- Exercise directions -
Wherever a line in the records contains the word "bits", return that line.

- Entries provided -
%%

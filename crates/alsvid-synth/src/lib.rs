//! SyReC program synthesis.
//!
//! Lowers a parsed SyReC program to a reversible circuit over Toffoli and
//! Fredkin gates. Two backends share one driver:
//!
//! - [`LineAwareSynthesis`] folds `+`/`-`/`^` expressions into existing
//!   registers, cancelling self-annihilating subexpressions, and only
//!   allocates ancillas where an operator demands them;
//! - [`CostAwareSynthesis`] always materialises subexpression results into
//!   fresh constant lines, trading lines for a flatter gate stream.
//!
//! # Example
//!
//! ```rust
//! use alsvid_ir::Circuit;
//! use alsvid_syrec::parse_program;
//! use alsvid_synth::{CostAwareSynthesis, SynthesisSettings};
//!
//! let program = parse_program("module main(inout a(2), inout b(2)) a += b").unwrap();
//!
//! let mut circuit = Circuit::new();
//! let ok = CostAwareSynthesis::synthesize(
//!     &mut circuit,
//!     &program,
//!     &SynthesisSettings::default(),
//! );
//!
//! assert!(ok);
//! assert_eq!(circuit.lines(), 4);
//! assert_eq!(circuit.num_gates(), 6);
//! ```

pub mod cost_aware;
pub mod line_aware;
pub mod ops;
pub mod settings;
pub mod synthesizer;

pub use cost_aware::CostAwareSynthesis;
pub use line_aware::LineAwareSynthesis;
pub use settings::SynthesisSettings;
pub use synthesizer::{SynthesisBackend, Synthesizer};
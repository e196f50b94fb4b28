//! Truth tables for reversible function specification.
//!
//! This crate holds the function-table side of the synthesis flow: ternary
//! [`Cube`]s, partially specified [`TruthTable`]s with the PLA reader that
//! produces them, the Quine–McCluskey ESOP minimiser used to compress
//! control cubes, and the Huffman output encoder that embeds
//! non-reversible tables into reversible ones.
//!
//! # Example
//!
//! ```rust
//! use alsvid_tt::{read_pla, Cube};
//!
//! let mut tt = read_pla(".i 2\n.o 2\n1- 11\n.e\n").unwrap();
//! tt.extend();
//!
//! assert_eq!(tt.size(), 4);
//! assert!(tt.find(0b10, 2).unwrap().1.matches_integer(0b11, 2));
//! assert!(tt.find(0b00, 2).unwrap().1.matches_integer(0b00, 2));
//! ```

pub mod cube;
pub mod encoding;
pub mod esop;
pub mod pla;
pub mod table;

pub use cube::{Cube, CubeSet, Value};
pub use encoding::{
    augment_with_constants, encode_with_additional_line, encode_without_additional_line,
    CodewordMap, CodewordMultiMap,
};
pub use esop::minimize;
pub use pla::{read_pla, read_pla_file, PlaError, PlaResult};
pub use table::TruthTable;
//! Property tests for cube arithmetic and table extension.

use alsvid_tt::{Cube, TruthTable};
use proptest::prelude::*;

proptest! {
    #[test]
    fn cube_integer_round_trip(value in 0u64..1024, width in 10usize..16) {
        let cube = Cube::from_integer(value, width);
        prop_assert_eq!(cube.to_integer(), Some(value));
        prop_assert_eq!(cube.len(), width);
    }

    #[test]
    fn complete_cubes_cover_exactly_the_pattern(bits in proptest::collection::vec(0u8..3, 1..8)) {
        let cube: Cube = bits.iter().map(|b| match b {
            0 => Some(false),
            1 => Some(true),
            _ => None,
        }).collect();

        let expansions = cube.complete_cubes();
        let dc_count = bits.iter().filter(|&&b| b == 2).count();
        prop_assert_eq!(expansions.len(), 1 << dc_count);

        for concrete in &expansions {
            let value = concrete.to_integer().unwrap();
            prop_assert!(cube.matches_integer(value, bits.len()));
        }
    }

    #[test]
    fn extend_completes_the_table(entries in proptest::collection::vec((0u64..16, 0u64..16), 1..12)) {
        let mut tt = TruthTable::new();
        for (input, output) in entries {
            tt.insert(Cube::from_integer(input, 4), Cube::from_integer(output, 4));
        }
        tt.extend();

        prop_assert_eq!(tt.size(), 16);
        for value in 0..16 {
            let (input, _) = tt.find(value, 4).unwrap();
            prop_assert!(input.is_concrete());
        }
    }
}
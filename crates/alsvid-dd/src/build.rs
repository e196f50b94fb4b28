//! Truth table to matrix DD construction.

use alsvid_tt::{Cube, TruthTable};

use crate::package::{Edge, Package, Var};

/// Build the matrix DD of a completely input-specified truth table.
///
/// The table must be square (`n_inputs == n_outputs`); output don't-cares
/// put the entry on both output branches. The empty table maps to the
/// canonical zero.
pub fn build_dd(tt: &TruthTable, pkg: &mut Package) -> Edge {
    assert_eq!(
        tt.n_inputs(),
        tt.n_outputs(),
        "DD construction needs a square truth table"
    );

    let entries: Vec<(Cube, Cube)> = tt.iter().cloned().collect();
    build_rec(&entries, tt.n_inputs(), pkg)
}

fn build_rec(entries: &[(Cube, Cube)], width: usize, pkg: &mut Package) -> Edge {
    if width == 0 || entries.is_empty() {
        return Edge::zero();
    }

    let label = (width - 1) as Var;

    if width == 1 {
        let mut edges = [Edge::zero(); 4];
        for (input, output) in entries {
            let in_bit = input.0[0].expect("inputs must be fully specified");
            match output.0[0] {
                Some(out_bit) => {
                    edges[2 * usize::from(out_bit) + usize::from(in_bit)] = Edge::one();
                }
                None => {
                    // an output don't-care reaches the terminal either way
                    edges[usize::from(in_bit)] = Edge::one();
                    edges[2 + usize::from(in_bit)] = Edge::one();
                }
            }
        }
        return pkg.make_node(label, edges);
    }

    // partition by the (output, input) MSB pair
    let mut partitions: [Vec<(Cube, Cube)>; 4] = [vec![], vec![], vec![], vec![]];
    for (input, output) in entries {
        let in_bit = input.0[0].expect("inputs must be fully specified");
        let reduced_in = Cube(input.0[1..].to_vec());
        let reduced_out = Cube(output.0[1..].to_vec());

        match output.0[0] {
            Some(out_bit) => {
                partitions[2 * usize::from(out_bit) + usize::from(in_bit)]
                    .push((reduced_in, reduced_out));
            }
            None => {
                partitions[usize::from(in_bit)].push((reduced_in.clone(), reduced_out.clone()));
                partitions[2 + usize::from(in_bit)].push((reduced_in, reduced_out));
            }
        }
    }

    let mut edges = [Edge::zero(); 4];
    for (i, part) in partitions.iter().enumerate() {
        edges[i] = build_rec(part, width - 1, pkg);
    }
    pkg.make_node(label, edges)
}

#[cfg(test)]
mod tests {
    use super::*;
    use alsvid_tt::read_pla;

    #[test]
    fn test_empty_table_builds_zero() {
        let tt = TruthTable::new();
        let mut pkg = Package::new(1);
        assert!(build_dd(&tt, &mut pkg).is_zero());
    }

    #[test]
    fn test_single_bit_identity() {
        let mut tt = TruthTable::new();
        tt.insert(Cube::from_integer(0, 1), Cube::from_integer(0, 1));
        tt.extend();

        let mut pkg = Package::new(1);
        let dd = build_dd(&tt, &mut pkg);
        assert!(pkg.is_identity(dd));
    }

    #[test]
    fn test_two_bit_identity() {
        let mut tt = TruthTable::new();
        for v in 0..4u64 {
            tt.insert(Cube::from_integer(v, 2), Cube::from_integer(v, 2));
        }

        let mut pkg = Package::new(2);
        let dd = build_dd(&tt, &mut pkg);
        assert!(pkg.is_identity(dd));
    }

    #[test]
    fn test_cnot_table_structure() {
        // MSB controls an X on the LSB
        let mut tt = read_pla(".i 2\n.o 2\n10 11\n01 01\n.e\n").unwrap();
        tt.extend();

        let mut pkg = Package::new(2);
        let dd = build_dd(&tt, &mut pkg);

        let ident = pkg.identity(1);
        let x = pkg.make_node(0, [Edge::zero(), Edge::one(), Edge::one(), Edge::zero()]);
        let expected = pkg.make_node(1, [ident, Edge::zero(), Edge::zero(), x]);
        assert_eq!(dd, expected);
    }

    #[test]
    fn test_output_dont_care_spans_both_branches() {
        let mut tt = TruthTable::new();
        tt.insert(Cube::from_integer(0, 1), Cube(vec![None]));
        tt.insert(Cube::from_integer(1, 1), Cube::from_integer(0, 1));

        let mut pkg = Package::new(1);
        let dd = build_dd(&tt, &mut pkg);
        let children = pkg.children(dd);
        assert!(children[0].is_one()); // 0 -> 0
        assert!(children[1].is_one()); // 1 -> 0
        assert!(children[2].is_one()); // 0 -> 1
        assert!(children[3].is_zero());
    }
}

%%

- Problem solution -
    fn complete_cubes_cover_exactly_the_pattern(bits in proptest::collection::vec(0u8..3, 1..8)) {
        let cube: Cube = bits.iter().map(|b| match b {
        let dc_count = bits.iter().filter(|&&b| b == 2).count();
            prop_assert!(cube.matches_integer(value, bits.len()));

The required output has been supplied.